Saturday, August 14, 2010

SA 2010


Today, I uploaded pics from San Antonio World Convention 2010 to facebook. San Antonio was awesome and inspired me in so many ways.

On my third day in a treatment center, I met my assigned counselor. She said to me (I think): Kim, you need to talk, people will need to hear what you have to say. I did not understand at all, so I looked at her with my famous deer in the headlights look, and stayed silent. I was so blank, so tired, so far down that I just could not talk.

During the meetings at World, I started to understand. We need to share our stories with each other. I need to get out and meet more of us and listen and share: what it was like, what happened, and what it is like now. How to 'get out' is the biggest question mark, but I am inspired to share my story with those who need to hear it.

Thursday, August 5, 2010

pink, my ferret





Divorce sucks. I never felt so alone. I got a theripist and a little furnished studio apartment in town, which I hated since the first day I woke up there alone. I drank. I went to the bar and drank. I came home and drank and popped xanax and got stoned.
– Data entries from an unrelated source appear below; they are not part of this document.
#![forbid(unsafe_code)]
//! Shared types for the cache metadata toolkit.
//!
//! On-disk constants, the `BlockAddress` newtype, little-endian field
//! readers used by every structure parser, `ParseError`, and the
//! three-level `ErrorState` lattice the checker folds its results into.

use serde::{Deserialize, Serialize};
use std::fmt;
use thiserror::Error;

/// All persistent metadata lives in fixed 4 KiB blocks.
pub const MD_BLOCK_SIZE: usize = 4096;

/// Block 0 is always the superblock.
pub const SUPERBLOCK_LOCATION: BlockAddress = BlockAddress(0);

/// Magic tag in the superblock identifying the cache metadata format.
pub const SUPERBLOCK_MAGIC: u32 = 6_142_003;

/// Salt XORed into the superblock checksum so a superblock cannot be
/// mistaken for a btree node with a coincidentally matching CRC.
pub const SUPERBLOCK_CSUM_XOR: u32 = 9_031_977;
/// Salt for btree node checksums.
pub const BTREE_CSUM_XOR: u32 = 121_107;
/// Salt for array leaf checksums.
pub const ARRAY_CSUM_XOR: u32 = 595_846_735;

pub const MIN_METADATA_VERSION: u32 = 1;
pub const MAX_METADATA_VERSION: u32 = 2;

/// Width of the NUL-padded policy name field in the superblock.
pub const POLICY_NAME_SIZE: usize = 16;

/// Address of a 4 KiB metadata block on the device.
#[derive(
    Debug, Clone, Copy, PartialEq, Eq, PartialOrd, Ord, Hash, Serialize, Deserialize, Default,
)]
pub struct BlockAddress(pub u64);

impl fmt::Display for BlockAddress {
    fn fmt(&self, f: &mut fmt::Formatter<'_>) -> fmt::Result {
        write!(f, "{}", self.0)
    }
}

impl From<u64> for BlockAddress {
    fn from(value: u64) -> Self {
        Self(value)
    }
}

/// Failure while decoding an on-disk structure.
#[derive(Debug, Clone, PartialEq, Eq, Error)]
pub enum ParseError {
    #[error("insufficient data: need {needed} bytes at offset {offset}, got {actual}")]
    InsufficientData {
        needed: usize,
        offset: usize,
        actual: usize,
    },
    #[error("invalid magic: expected {expected:#x}, got {actual:#x}")]
    InvalidMagic { expected: u64, actual: u64 },
    #[error("invalid field: {field} ({reason})")]
    InvalidField {
        field: &'static str,
        reason: &'static str,
    },
}

/// Borrow `len` bytes at `offset`, or report exactly what was missing.
pub fn ensure_slice(data: &[u8], offset: usize, len: usize) -> Result<&[u8], ParseError> {
    let end = offset.checked_add(len).ok_or(ParseError::InsufficientData {
        needed: len,
        offset,
        actual: data.len(),
    })?;
    data.get(offset..end).ok_or(ParseError::InsufficientData {
        needed: len,
        offset,
        actual: data.len(),
    })
}

pub fn read_le_u16(data: &[u8], offset: usize) -> Result<u16, ParseError> {
    let bytes = ensure_slice(data, offset, 2)?;
    Ok(u16::from_le_bytes([bytes[0], bytes[1]]))
}

pub fn read_le_u32(data: &[u8], offset: usize) -> Result<u32, ParseError> {
    let bytes = ensure_slice(data, offset, 4)?;
    Ok(u32::from_le_bytes([bytes[0], bytes[1], bytes[2], bytes[3]]))
}

pub fn read_le_u64(data: &[u8], offset: usize) -> Result<u64, ParseError> {
    let bytes = ensure_slice(data, offset, 8)?;
    let mut raw = [0_u8; 8];
    raw.copy_from_slice(bytes);
    Ok(u64::from_le_bytes(raw))
}

/// Read a fixed-size byte array at `offset`.
pub fn read_fixed<const N: usize>(data: &[u8], offset: usize) -> Result<[u8; N], ParseError> {
    let bytes = ensure_slice(data, offset, N)?;
    let mut raw = [0_u8; N];
    raw.copy_from_slice(bytes);
    Ok(raw)
}

/// Decode a NUL-padded ASCII field, dropping the padding.
#[must_use]
pub fn trim_nul_padded(bytes: &[u8]) -> String {
    let end = bytes.iter().position(|&b| b == 0).unwrap_or(bytes.len());
    String::from_utf8_lossy(&bytes[..end]).into_owned()
}

/// Aggregate severity of a metadata check.
///
/// Forms a join-semilattice under [`ErrorState::combine`]: `NoError` is the
/// identity and `Fatal` is absorbing. Variant order is the lattice order.
#[derive(
    Debug, Clone, Copy, PartialEq, Eq, PartialOrd, Ord, Hash, Serialize, Deserialize, Default,
)]
pub enum ErrorState {
    #[default]
    NoError,
    NonFatal,
    Fatal,
}

impl ErrorState {
    /// Join two states, keeping the worse of the pair.
    #[must_use]
    pub fn combine(self, other: Self) -> Self {
        self.max(other)
    }
}

impl fmt::Display for ErrorState {
    fn fmt(&self, f: &mut fmt::Formatter<'_>) -> fmt::Result {
        match self {
            Self::NoError => write!(f, "no error"),
            Self::NonFatal => write!(f, "non-fatal"),
            Self::Fatal => write!(f, "fatal"),
        }
    }
}

#[cfg(test)]
mod tests {
    use super::*;

    #[test]
    fn read_le_helpers_decode_at_offset() {
        let mut data = vec![0_u8; 32];
        data[4..8].copy_from_slice(&0xDEAD_BEEF_u32.to_le_bytes());
        data[8..16].copy_from_slice(&0x0123_4567_89AB_CDEF_u64.to_le_bytes());
        data[16..18].copy_from_slice(&0xBEEF_u16.to_le_bytes());

        assert_eq!(read_le_u32(&data, 4).unwrap(), 0xDEAD_BEEF);
        assert_eq!(read_le_u64(&data, 8).unwrap(), 0x0123_4567_89AB_CDEF);
        assert_eq!(read_le_u16(&data, 16).unwrap(), 0xBEEF);
    }

    #[test]
    fn read_past_end_reports_offset_and_need() {
        let data = [0_u8; 8];
        let err = read_le_u64(&data, 4).unwrap_err();
        assert_eq!(
            err,
            ParseError::InsufficientData {
                needed: 8,
                offset: 4,
                actual: 8
            }
        );
    }

    #[test]
    fn trim_nul_padded_stops_at_first_nul() {
        assert_eq!(trim_nul_padded(b"mq\0\0\0\0\0\0"), "mq");
        assert_eq!(trim_nul_padded(b"smq"), "smq");
        assert_eq!(trim_nul_padded(b"\0\0"), "");
    }

    #[test]
    fn error_state_combine_is_a_bounded_join() {
        use ErrorState::{Fatal, NoError, NonFatal};
        let all = [NoError, NonFatal, Fatal];

        // Identity.
        for s in all {
            assert_eq!(NoError.combine(s), s);
            assert_eq!(s.combine(NoError), s);
        }
        // Commutativity, associativity, idempotence.
        for a in all {
            assert_eq!(a.combine(a), a);
            for b in all {
                assert_eq!(a.combine(b), b.combine(a));
                for c in all {
                    assert_eq!(a.combine(b).combine(c), a.combine(b.combine(c)));
                }
            }
        }
        // Fatal absorbs.
        for s in all {
            assert_eq!(Fatal.combine(s), Fatal);
        }
    }
}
My therapist suggested a pet....a little something to love and be 'responsible and sober' for: to feed and play with and snuggle and love. I watched the revenge divorce movie 'Along Came Polly' alot. I liked the part where they kill the bed pillows. Anyway, Jennifer Aniston had a ferret. I thought I read that ferrets sleep 23 hours a day, eat once a day, and poop in a litter box.

Owning a ferret did nothing to get or keep me sober. I couldn't stop. But my ferret and I survived active addiction. She still suffers from OCD. Every Sunday Morning, we trot to our Living Sober meeting. She sits on my lap and listens to the shares. Her name is Pink. Now does that surprise you?

have my pink cake and eat it too





Soon after my ex-husband surprised me with a divorce, I began experiencing panic attacks. These attacks provided me with my soon to be favorite of all time drugs: xanax. yum. A few years later, I crawled into rehab with a couple of pills left.








In one group, clients began yelling and I had a panic attack. My counselor helped me out of my paralizing state with a sensory visualization that I could take with me into sobriety. I was to visualize my favorite cake: I chose a vanilla cake with pink vanilla icing. I took a deep breath in, smelling and tasting and touching the cake in my mind. As I would breathe out, I would blow out the candle and make a wish, smelling the smoke, wax, and vanilla.








In the beginning, I would have rather had a pill and gone into oblivion. Today, I still use this visualization, and quite often, I actually eat some cake too.